*** Stored data Section Begins ***

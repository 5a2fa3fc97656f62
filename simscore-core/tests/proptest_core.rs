//! Property-based tests for core components using proptest.

use proptest::prelude::*;
use std::collections::BTreeMap;
use std::sync::Arc;

use simscore_core::registry::MetricError;
use simscore_core::{
    Bootstrap, Candidate, MetricRegistry, Record, ScoredRow, ScoringEngine, WeightSet,
    bootstrap_ci, bootstrap_ci_with_rng, summarize_by_tag,
};

/// Registry of metrics that return fixed values regardless of input.
fn constant_registry(values: &[f64]) -> MetricRegistry {
    let mut registry = MetricRegistry::new();
    for (i, &v) in values.iter().enumerate() {
        registry.register(
            format!("m{i}"),
            Arc::new(move |_: &str, _: &[String]| -> Result<f64, MetricError> { Ok(v) }),
        );
    }
    registry
}

fn tagged_row(id: usize, score: f64, tags: &str) -> ScoredRow {
    ScoredRow {
        id: id.to_string(),
        variant: "single".to_string(),
        metrics: BTreeMap::new(),
        score,
        tags: tags.to_string(),
    }
}

// --- Weight normalization properties ---

proptest! {
    #[test]
    fn composite_is_normalized_weighted_sum(
        pairs in prop::collection::vec((0.0f64..10.0, -5.0f64..5.0), 1..6),
    ) {
        let values: Vec<f64> = pairs.iter().map(|(_, v)| *v).collect();
        let registry = constant_registry(&values);
        let weights: WeightSet = pairs
            .iter()
            .enumerate()
            .map(|(i, (w, _))| (format!("m{i}"), *w))
            .collect();

        let total: f64 = pairs.iter().map(|(w, _)| w).sum();
        let expected = if total > 0.0 {
            pairs.iter().map(|(w, v)| w / total * v).sum::<f64>()
        } else {
            0.0
        };

        let record = Record::new("r", vec!["ref".to_string()], Candidate::from("cand"));
        let rows = ScoringEngine::new(&registry)
            .parallel(false)
            .evaluate(&[record], &weights)
            .unwrap();
        prop_assert_eq!(rows.len(), 1);
        prop_assert!((rows[0].score - expected).abs() < 1e-9);
    }

    #[test]
    fn zero_total_weight_gives_zero_score(
        values in prop::collection::vec(-100.0f64..100.0, 1..6),
    ) {
        let registry = constant_registry(&values);
        let weights: WeightSet = (0..values.len()).map(|i| (format!("m{i}"), 0.0)).collect();
        let record = Record::new("r", vec![], Candidate::from("cand"));
        let rows = ScoringEngine::new(&registry).evaluate(&[record], &weights).unwrap();
        prop_assert_eq!(rows[0].score, 0.0);
    }

    #[test]
    fn normalized_weights_sum_to_one(
        weights in prop::collection::vec(0.001f64..100.0, 1..8),
    ) {
        let set: WeightSet = weights
            .iter()
            .enumerate()
            .map(|(i, w)| (format!("m{i}"), *w))
            .collect();
        let sum: f64 = set.normalized().values().sum();
        prop_assert!((sum - 1.0).abs() < 1e-9);
    }
}

// --- Bootstrap properties ---

proptest! {
    #[test]
    fn bootstrap_bounds_ordered_and_within_range(
        values in prop::collection::vec(-1000.0f64..1000.0, 1..40),
        alpha in 0.01f64..0.99,
        seed in any::<u64>(),
    ) {
        let mut rng = Bootstrap::seeded(seed).rng();
        let (lo, hi) = bootstrap_ci_with_rng(&values, 200, alpha, &mut rng);
        let min = values.iter().cloned().fold(f64::INFINITY, f64::min);
        let max = values.iter().cloned().fold(f64::NEG_INFINITY, f64::max);
        prop_assert!(lo <= hi);
        prop_assert!(lo >= min - 1e-9);
        prop_assert!(hi <= max + 1e-9);
    }

    #[test]
    fn bootstrap_empty_is_nan(iterations in 0usize..500, alpha in 0.01f64..0.99) {
        let (lo, hi) = bootstrap_ci(&[], iterations, alpha);
        prop_assert!(lo.is_nan());
        prop_assert!(hi.is_nan());
    }

    #[test]
    fn bootstrap_seeded_is_deterministic(
        values in prop::collection::vec(0.0f64..1.0, 1..20),
        seed in any::<u64>(),
    ) {
        let b = Bootstrap { iterations: 100, alpha: 0.1, seed: Some(seed) };
        prop_assert_eq!(b.estimate(&values), b.estimate(&values));
    }
}

// --- Tag aggregation properties ---

proptest! {
    #[test]
    fn two_tag_rows_count_in_both_groups(
        scores in prop::collection::vec(0.0f64..1.0, 1..20),
    ) {
        let rows: Vec<ScoredRow> = scores
            .iter()
            .enumerate()
            .map(|(i, s)| tagged_row(i, *s, "a,b"))
            .collect();
        let summaries = summarize_by_tag(&rows, "score", &Bootstrap::seeded(3))
            .unwrap()
            .unwrap();
        prop_assert_eq!(summaries.len(), 2);
        let mean = scores.iter().sum::<f64>() / scores.len() as f64;
        for summary in &summaries {
            prop_assert_eq!(summary.n, scores.len());
            prop_assert!((summary.mean - mean).abs() < 1e-9);
        }
    }

    #[test]
    fn untagged_rows_contribute_nowhere(
        scores in prop::collection::vec(0.0f64..1.0, 0..20),
    ) {
        let rows: Vec<ScoredRow> = scores
            .iter()
            .enumerate()
            .map(|(i, s)| tagged_row(i, *s, ""))
            .collect();
        let out = summarize_by_tag(&rows, "score", &Bootstrap::seeded(3)).unwrap();
        prop_assert!(out.is_none());
    }

    #[test]
    fn tag_summaries_sorted_by_mean(
        scores in prop::collection::vec(0.0f64..1.0, 1..30),
    ) {
        let rows: Vec<ScoredRow> = scores
            .iter()
            .enumerate()
            .map(|(i, s)| tagged_row(i, *s, &format!("t{}", i % 4)))
            .collect();
        let summaries = summarize_by_tag(&rows, "score", &Bootstrap::seeded(5))
            .unwrap()
            .unwrap();
        for pair in summaries.windows(2) {
            prop_assert!(pair[0].mean >= pair[1].mean);
        }
    }
}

*** Stored data Section Ends ***

◆ **About this task**: Everything in the data above should be set down again precisely.

◆ **Written solution**:
repository 5a2fa3fc97656f62
filename simscore-core/tests/proptest_core.rs
//! Property-based tests for core components using proptest.

use proptest::prelude::*;
use std::collections::BTreeMap;
use std::sync::Arc;

use simscore_core::registry::MetricError;
use simscore_core::{
    Bootstrap, Candidate, MetricRegistry, Record, ScoredRow, ScoringEngine, WeightSet,
    bootstrap_ci, bootstrap_ci_with_rng, summarize_by_tag,
};

/// Registry of metrics that return fixed values regardless of input.
fn constant_registry(values: &[f64]) -> MetricRegistry {
    let mut registry = MetricRegistry::new();
    for (i, &v) in values.iter().enumerate() {
        registry.register(
            format!("m{i}"),
            Arc::new(move |_: &str, _: &[String]| -> Result<f64, MetricError> { Ok(v) }),
        );
    }
    registry
}

fn tagged_row(id: usize, score: f64, tags: &str) -> ScoredRow {
    ScoredRow {
        id: id.to_string(),
        variant: "single".to_string(),
        metrics: BTreeMap::new(),
        score,
        tags: tags.to_string(),
    }
}

// --- Weight normalization properties ---

proptest! {
    #[test]
    fn composite_is_normalized_weighted_sum(
        pairs in prop::collection::vec((0.0f64..10.0, -5.0f64..5.0), 1..6),
    ) {
        let values: Vec<f64> = pairs.iter().map(|(_, v)| *v).collect();
        let registry = constant_registry(&values);
        let weights: WeightSet = pairs
            .iter()
            .enumerate()
            .map(|(i, (w, _))| (format!("m{i}"), *w))
            .collect();

        let total: f64 = pairs.iter().map(|(w, _)| w).sum();
        let expected = if total > 0.0 {
            pairs.iter().map(|(w, v)| w / total * v).sum::<f64>()
        } else {
            0.0
        };

        let record = Record::new("r", vec!["ref".to_string()], Candidate::from("cand"));
        let rows = ScoringEngine::new(&registry)
            .parallel(false)
            .evaluate(&[record], &weights)
            .unwrap();
        prop_assert_eq!(rows.len(), 1);
        prop_assert!((rows[0].score - expected).abs() < 1e-9);
    }

    #[test]
    fn zero_total_weight_gives_zero_score(
        values in prop::collection::vec(-100.0f64..100.0, 1..6),
    ) {
        let registry = constant_registry(&values);
        let weights: WeightSet = (0..values.len()).map(|i| (format!("m{i}"), 0.0)).collect();
        let record = Record::new("r", vec![], Candidate::from("cand"));
        let rows = ScoringEngine::new(&registry).evaluate(&[record], &weights).unwrap();
        prop_assert_eq!(rows[0].score, 0.0);
    }

    #[test]
    fn normalized_weights_sum_to_one(
        weights in prop::collection::vec(0.001f64..100.0, 1..8),
    ) {
        let set: WeightSet = weights
            .iter()
            .enumerate()
            .map(|(i, w)| (format!("m{i}"), *w))
            .collect();
        let sum: f64 = set.normalized().values().sum();
        prop_assert!((sum - 1.0).abs() < 1e-9);
    }
}

// --- Bootstrap properties ---

proptest! {
    #[test]
    fn bootstrap_bounds_ordered_and_within_range(
        values in prop::collection::vec(-1000.0f64..1000.0, 1..40),
        alpha in 0.01f64..0.99,
        seed in any::<u64>(),
    ) {
        let mut rng = Bootstrap::seeded(seed).rng();
        let (lo, hi) = bootstrap_ci_with_rng(&values, 200, alpha, &mut rng);
        let min = values.iter().cloned().fold(f64::INFINITY, f64::min);
        let max = values.iter().cloned().fold(f64::NEG_INFINITY, f64::max);
        prop_assert!(lo <= hi);
        prop_assert!(lo >= min - 1e-9);
        prop_assert!(hi <= max + 1e-9);
    }

    #[test]
    fn bootstrap_empty_is_nan(iterations in 0usize..500, alpha in 0.01f64..0.99) {
        let (lo, hi) = bootstrap_ci(&[], iterations, alpha);
        prop_assert!(lo.is_nan());
        prop_assert!(hi.is_nan());
    }

    #[test]
    fn bootstrap_seeded_is_deterministic(
        values in prop::collection::vec(0.0f64..1.0, 1..20),
        seed in any::<u64>(),
    ) {
        let b = Bootstrap { iterations: 100, alpha: 0.1, seed: Some(seed) };
        prop_assert_eq!(b.estimate(&values), b.estimate(&values));
    }
}

// --- Tag aggregation properties ---

proptest! {
    #[test]
    fn two_tag_rows_count_in_both_groups(
        scores in prop::collection::vec(0.0f64..1.0, 1..20),
    ) {
        let rows: Vec<ScoredRow> = scores
            .iter()
            .enumerate()
            .map(|(i, s)| tagged_row(i, *s, "a,b"))
            .collect();
        let summaries = summarize_by_tag(&rows, "score", &Bootstrap::seeded(3))
            .unwrap()
            .unwrap();
        prop_assert_eq!(summaries.len(), 2);
        let mean = scores.iter().sum::<f64>() / scores.len() as f64;
        for summary in &summaries {
            prop_assert_eq!(summary.n, scores.len());
            prop_assert!((summary.mean - mean).abs() < 1e-9);
        }
    }

    #[test]
    fn untagged_rows_contribute_nowhere(
        scores in prop::collection::vec(0.0f64..1.0, 0..20),
    ) {
        let rows: Vec<ScoredRow> = scores
            .iter()
            .enumerate()
            .map(|(i, s)| tagged_row(i, *s, ""))
            .collect();
        let out = summarize_by_tag(&rows, "score", &Bootstrap::seeded(3)).unwrap();
        prop_assert!(out.is_none());
    }

    #[test]
    fn tag_summaries_sorted_by_mean(
        scores in prop::collection::vec(0.0f64..1.0, 1..30),
    ) {
        let rows: Vec<ScoredRow> = scores
            .iter()
            .enumerate()
            .map(|(i, s)| tagged_row(i, *s, &format!("t{}", i % 4)))
            .collect();
        let summaries = summarize_by_tag(&rows, "score", &Bootstrap::seeded(5))
            .unwrap()
            .unwrap();
        for pair in summaries.windows(2) {
            prop_assert!(pair[0].mean >= pair[1].mean);
        }
    }
}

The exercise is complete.